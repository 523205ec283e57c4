//! Error types for the WikiStreams pipeline.
//!
//! Per-frame errors ([`FrameError`]) go to the caller's error callback and
//! never stop the stream. Connection-level errors ([`StreamError`]) end the
//! current `run` call and are returned from it.

use thiserror::Error;

/// An event carried a `schema_uri` other than the one its stream expects.
#[derive(Debug, Clone, PartialEq, Eq, Error)]
#[error("received event with schema_uri='{got}', '{want}' expected")]
pub struct UnexpectedSchemaError {
    got: String,
    want: String,
}

impl UnexpectedSchemaError {
    pub fn new(got: impl Into<String>, want: impl Into<String>) -> Self {
        Self {
            got: got.into(),
            want: want.into(),
        }
    }

    /// Schema identifier found in the event.
    pub fn got(&self) -> &str {
        &self.got
    }

    /// Schema identifier the stream was configured for.
    pub fn want(&self) -> &str {
        &self.want
    }
}

/// Errors raised while handling a single frame.
#[derive(Debug, Error)]
pub enum FrameError {
    /// Payload is not well-formed JSON for the target event type.
    #[error("failed to decode event: {0}")]
    Decode(#[from] serde_json::Error),

    #[error(transparent)]
    UnexpectedSchema(#[from] UnexpectedSchemaError),
}

impl FrameError {
    /// Returns `true` if the frame decoded but carried the wrong schema.
    pub fn is_schema_mismatch(&self) -> bool {
        matches!(self, Self::UnexpectedSchema(_))
    }
}

/// Origin filter pattern could not be compiled.
#[derive(Debug, Error)]
pub enum FilterError {
    #[error("invalid origin filter '{pattern}': {source}")]
    InvalidPattern {
        pattern: String,
        #[source]
        source: regex::Error,
    },
}

/// Terminal errors that end a `run` call.
#[derive(Debug, Error)]
pub enum StreamError {
    /// Connection could not be established (DNS, TLS, refused, timeout).
    #[error("connection to {url} failed: {reason}")]
    Connect { url: String, reason: String },

    /// Server answered with a non-success HTTP status.
    #[error("HTTP {status} from {url}: {body}")]
    Status {
        url: String,
        status: u16,
        body: String,
    },

    /// The event stream broke mid-flight (read error, malformed framing).
    #[error("stream protocol error: {0}")]
    Protocol(String),

    #[error("{0}")]
    Other(String),
}

impl StreamError {
    /// Returns `true` if calling `run` again may succeed.
    pub fn is_retryable(&self) -> bool {
        match self {
            Self::Connect { .. } | Self::Protocol(_) => true,
            Self::Status { status, .. } => *status == 429 || *status >= 500,
            Self::Other(_) => false,
        }
    }
}
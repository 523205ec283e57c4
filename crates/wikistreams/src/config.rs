//! Stream configuration.

use serde::{Deserialize, Serialize};

/// Base URL of the public Wikimedia EventStreams service.
pub const DEFAULT_ENDPOINT: &str = "https://stream.wikimedia.org/v2/stream/";

const ENV_ENDPOINT: &str = "WIKISTREAMS_ENDPOINT";
const ENV_SINCE: &str = "WIKISTREAMS_SINCE";
const ENV_ORIGIN: &str = "WIKISTREAMS_ORIGIN";

/// Connection settings shared by every stream kind.
#[derive(Debug, Clone, PartialEq, Eq, Serialize, Deserialize)]
pub struct StreamConfig {
    /// Base URL; the stream's path segment is appended verbatim
    #[serde(default = "default_endpoint")]
    pub endpoint: String,
    /// ISO 8601 resume cursor, sent once as `?since=`
    #[serde(default, skip_serializing_if = "Option::is_none")]
    pub since: Option<String>,
    /// Glob-style domain filter, e.g. "*.wikipedia.org"
    #[serde(default, skip_serializing_if = "Option::is_none")]
    pub origin_filter: Option<String>,
}

fn default_endpoint() -> String {
    DEFAULT_ENDPOINT.to_string()
}

impl Default for StreamConfig {
    fn default() -> Self {
        Self {
            endpoint: default_endpoint(),
            since: None,
            origin_filter: None,
        }
    }
}

impl StreamConfig {
    /// Defaults overridden by `WIKISTREAMS_ENDPOINT`, `WIKISTREAMS_SINCE`
    /// and `WIKISTREAMS_ORIGIN` when set and non-empty.
    pub fn from_env() -> Self {
        Self::from_lookup(|key| std::env::var(key).ok())
    }

    fn from_lookup(lookup: impl Fn(&str) -> Option<String>) -> Self {
        let get = |key: &str| lookup(key).filter(|v| !v.is_empty());
        let mut config = Self::default();
        if let Some(endpoint) = get(ENV_ENDPOINT) {
            config.endpoint = endpoint;
        }
        config.since = get(ENV_SINCE);
        config.origin_filter = get(ENV_ORIGIN);
        config
    }
}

####################

EXERCISE PROMPT.
The full material has to be written out again exactly as shown.

PROBLEM SOLUTION.
repository 523205ec283e57c4
//! Error types for the WikiStreams pipeline.
//!
//! Per-frame errors ([`FrameError`]) go to the caller's error callback and
//! never stop the stream. Connection-level errors ([`StreamError`]) end the
//! current `run` call and are returned from it.

use thiserror::Error;

/// An event carried a `schema_uri` other than the one its stream expects.
#[derive(Debug, Clone, PartialEq, Eq, Error)]
#[error("received event with schema_uri='{got}', '{want}' expected")]
pub struct UnexpectedSchemaError {
    got: String,
    want: String,
}

impl UnexpectedSchemaError {
    pub fn new(got: impl Into<String>, want: impl Into<String>) -> Self {
        Self {
            got: got.into(),
            want: want.into(),
        }
    }

    /// Schema identifier found in the event.
    pub fn got(&self) -> &str {
        &self.got
    }

    /// Schema identifier the stream was configured for.
    pub fn want(&self) -> &str {
        &self.want
    }
}

/// Errors raised while handling a single frame.
#[derive(Debug, Error)]
pub enum FrameError {
    /// Payload is not well-formed JSON for the target event type.
    #[error("failed to decode event: {0}")]
    Decode(#[from] serde_json::Error),

    #[error(transparent)]
    UnexpectedSchema(#[from] UnexpectedSchemaError),
}

impl FrameError {
    /// Returns `true` if the frame decoded but carried the wrong schema.
    pub fn is_schema_mismatch(&self) -> bool {
        matches!(self, Self::UnexpectedSchema(_))
    }
}

/// Origin filter pattern could not be compiled.
#[derive(Debug, Error)]
pub enum FilterError {
    #[error("invalid origin filter '{pattern}': {source}")]
    InvalidPattern {
        pattern: String,
        #[source]
        source: regex::Error,
    },
}

/// Terminal errors that end a `run` call.
#[derive(Debug, Error)]
pub enum StreamError {
    /// Connection could not be established (DNS, TLS, refused, timeout).
    #[error("connection to {url} failed: {reason}")]
    Connect { url: String, reason: String },

    /// Server answered with a non-success HTTP status.
    #[error("HTTP {status} from {url}: {body}")]
    Status {
        url: String,
        status: u16,
        body: String,
    },

    /// The event stream broke mid-flight (read error, malformed framing).
    #[error("stream protocol error: {0}")]
    Protocol(String),

    #[error("{0}")]
    Other(String),
}

impl StreamError {
    /// Returns `true` if calling `run` again may succeed.
    pub fn is_retryable(&self) -> bool {
        match self {
            Self::Connect { .. } | Self::Protocol(_) => true,
            Self::Status { status, .. } => *status == 429 || *status >= 500,
            Self::Other(_) => false,
        }
    }
}
repository 523205ec283e57c4
filename crates/wikistreams/src/config.rs
//! Stream configuration.

use serde::{Deserialize, Serialize};

/// Base URL of the public Wikimedia EventStreams service.
pub const DEFAULT_ENDPOINT: &str = "https://stream.wikimedia.org/v2/stream/";

const ENV_ENDPOINT: &str = "WIKISTREAMS_ENDPOINT";
const ENV_SINCE: &str = "WIKISTREAMS_SINCE";
const ENV_ORIGIN: &str = "WIKISTREAMS_ORIGIN";

/// Connection settings shared by every stream kind.
#[derive(Debug, Clone, PartialEq, Eq, Serialize, Deserialize)]
pub struct StreamConfig {
    /// Base URL; the stream's path segment is appended verbatim
    #[serde(default = "default_endpoint")]
    pub endpoint: String,
    /// ISO 8601 resume cursor, sent once as `?since=`
    #[serde(default, skip_serializing_if = "Option::is_none")]
    pub since: Option<String>,
    /// Glob-style domain filter, e.g. "*.wikipedia.org"
    #[serde(default, skip_serializing_if = "Option::is_none")]
    pub origin_filter: Option<String>,
}

fn default_endpoint() -> String {
    DEFAULT_ENDPOINT.to_string()
}

impl Default for StreamConfig {
    fn default() -> Self {
        Self {
            endpoint: default_endpoint(),
            since: None,
            origin_filter: None,
        }
    }
}

impl StreamConfig {
    /// Defaults overridden by `WIKISTREAMS_ENDPOINT`, `WIKISTREAMS_SINCE`
    /// and `WIKISTREAMS_ORIGIN` when set and non-empty.
    pub fn from_env() -> Self {
        Self::from_lookup(|key| std::env::var(key).ok())
    }

    fn from_lookup(lookup: impl Fn(&str) -> Option<String>) -> Self {
        let get = |key: &str| lookup(key).filter(|v| !v.is_empty());
        let mut config = Self::default();
        if let Some(endpoint) = get(ENV_ENDPOINT) {
            config.endpoint = endpoint;
        }
        config.since = get(ENV_SINCE);
        config.origin_filter = get(ENV_ORIGIN);
        config
    }
}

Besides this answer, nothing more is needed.